Effect of Aminopeptidase Inhibitor on Differentiation Induction Activity of All-trans Retinoic Acid in Human Acute Promyelocytic Leukemia NB4 Cells and Its Mechanism

Abstract

This study was purposed to investigate whether aminopeptidase inhibitor，bestatin，can potentiate all-trans retinoic acid (ATRA)-inducing differentiation in NB4 cells，and to explore its mechanism. The NB4 cells were exposed to either bestatin and ATRA alone or in combination，the morphological changes of NB4 cells were observed by optical microscopy，the CD11b expression was measured by flow cytometry，the function of defferentiation cells was analyzed by nitroblue-tetrazolium (NBT) reduction assay，the mRNA expressions of c-myc and c-EBPε in NB4 cells were detected by RT-PCR，the c-Myc protein expression was determined by Western blot.
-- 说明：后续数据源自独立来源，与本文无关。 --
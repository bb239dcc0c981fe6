//! A deterministic sample data set for `--demo` runs without PostgreSQL.

use chrono::{DateTime, Duration, NaiveTime, Utc};
use core_types::{CoreError, MenuItemRef, Order, OrderLine, OrderStatus};
use rust_decimal::Decimal;
use rust_decimal_macros::dec;
use uuid::Uuid;

const DAYS: i64 = 14;
const CUSTOMERS: usize = 8;
const ORDER_HOURS: [u32; 9] = [8, 9, 11, 12, 12, 13, 18, 19, 20];

fn menu() -> Vec<(MenuItemRef, Decimal)> {
    let item = |name: &str, category: Option<&str>| MenuItemRef {
        id: Uuid::new_v4(),
        name: name.to_string(),
        category: category.map(str::to_string),
    };
    vec![
        (item("Masala Dosa", Some("Mains")), dec!(6.50)),
        (item("Veg Biryani", Some("Mains")), dec!(8.00)),
        (item("Buddha Bowl", Some("Healthy")), dec!(9.25)),
        (item("Fruit Salad", Some("Healthy")), dec!(4.00)),
        (item("Masala Chai", Some("Drinks")), dec!(1.50)),
        (item("Cold Coffee", Some("Drinks")), dec!(3.00)),
        (item("Samosa", None), dec!(2.00)),
    ]
}

/// Builds a fortnight of orders ending today.
///
/// Past orders are completed, roughly one in nine cancelled. Today's orders are
/// spread over the active statuses so every transition can be tried out.
pub fn seed_orders(now: DateTime<Utc>) -> Result<Vec<Order>, CoreError> {
    let menu = menu();
    let customers: Vec<Uuid> = (0..CUSTOMERS).map(|_| Uuid::new_v4()).collect();
    let today = now.date_naive();

    let mut orders = Vec::new();
    let mut serial = 0usize;
    for days_ago in (0..DAYS).rev() {
        let date = today - Duration::days(days_ago);
        let per_day = 4 + (days_ago as usize % 5);

        for slot in 0..per_day {
            serial += 1;
            let hour = ORDER_HOURS[(serial * 5 + slot) % ORDER_HOURS.len()];
            let minute = ((serial * 17) % 60) as u32;
            let Some(time) = NaiveTime::from_hms_opt(hour, minute, 0) else {
                continue;
            };
            let timestamp = date.and_time(time).and_utc();
            if timestamp > now {
                continue;
            }

            let mut lines = Vec::new();
            for offset in 0..(1 + serial % 3) {
                let (item, price) = &menu[(serial * 3 + offset * 2) % menu.len()];
                let quantity = 1 + ((serial + offset) % 2) as u32;
                lines.push(OrderLine::new(Some(item.clone()), quantity, *price)?);
            }

            // A few walk-in orders carry no customer.
            let customer = (serial % 11 != 0).then(|| customers[serial % customers.len()]);
            let mut order = Order::new(customer, timestamp, lines);
            order.status = if days_ago > 0 {
                if serial % 9 == 0 {
                    OrderStatus::Cancelled
                } else {
                    OrderStatus::Completed
                }
            } else {
                match slot % 4 {
                    0 => OrderStatus::Pending,
                    1 => OrderStatus::InPreparation,
                    2 => OrderStatus::Ready,
                    _ => OrderStatus::Completed,
                }
            };
            orders.push(order);
        }
    }

    Ok(orders)
}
The results showed that treatment with bestatin alone induced no significant changes in morphology，NBT reduction activity and CD11b expression in NB4 cells. NB4 cells incubated with 10 nmol/L ATRA plus 100 μg/ml bestatin showed more morphologic feature of metamyelocyte and band neutrophil than ATRA alone treated cells. 100 μg/ml bestatin enhanced the NBT reduction activity in NB4 cells induced by various concentrations of ATRA (10，20，40 nmol/L). The effects of various concentrations of ATRA in combination with 100μg/ml bestatin were statistically different from the effect of ATRA alone (P

Key words bestatin; ATRA; cell line，NB4; differentiation

氨肽酶抑制剂乌苯美司（bestatin）能抑制氨肽酶N/CD13和亮氨酸氨基肽酶活性，通过增强宿主免疫功能及诱导肿瘤细胞凋亡等发挥抗肿瘤作用［1，2］。有研究提示，bestatin能够诱导U937细胞的分化［1］，国内未见报道。我们以NB4细胞为研究对象，通过形态、功能和表面分化抗原等多层次实验研究，了解bestatin是否能诱导NB4细胞分化及（或）对ATRA的诱导分化作用的增强效应，并初步探讨其可能的机理。

材料和方法

主要试剂

Bestatin、ATRA均购于Sigma公司。bestatin以无菌去离子水溶解为1 mg/ml，分装之后-20℃保存；ATRA以无水乙醇溶解成10-5 mol/L的储存液，4℃避光保存，使用时用RPMI 1640细胞培养液将其稀释为相应工作浓度。NBT为BBI公司产品，以PBS配成0.1%溶液，过滤除菌后4℃避光保存，使用前1周内配制。RPMI 1640为Gibco公司产品。胎牛血清为JRH公司产品。CD11b-FITC标记单克隆抗体为Teotech公司产品。CD13-PE标记单克隆抗体为Becton Dickinson公司产品。TRIzoL试剂为Gibco公司产品，M-MLV逆转录酶和Taq DNA合成酶为Promega公司产品。鼠抗人c-Myc单克隆抗体（c-33）及羊抗人β-Actin多克隆抗体（I-19）均为Santa Cruz公司产品，使用时以TBST液分别按1∶500和1∶1 000稀释。ECL显色液为Santa Cruz公司产品。

细胞培养及药物处理

人APL细胞株NB4细胞（浙江大学肿瘤研究所惠赠）及人髓细胞白血病细胞株HL-60细胞培养于含10%胎牛血清的RPMI 1640细胞培养液中，置37℃、5% CO2培养箱中培养，2-3天传代1次。实验时取对数生长期的细胞，调整细胞密度为7×104/ml，以不同浓度ATRA和bestatin单独或联合处理，于不同时间收集细胞进行实验。

细胞形态学观察

取空白对照组及药物处理各组细胞悬液，离心，制备涂片，瑞氏-姬姆萨染色，用光学显微镜（Leica，40×10）观察细胞形态。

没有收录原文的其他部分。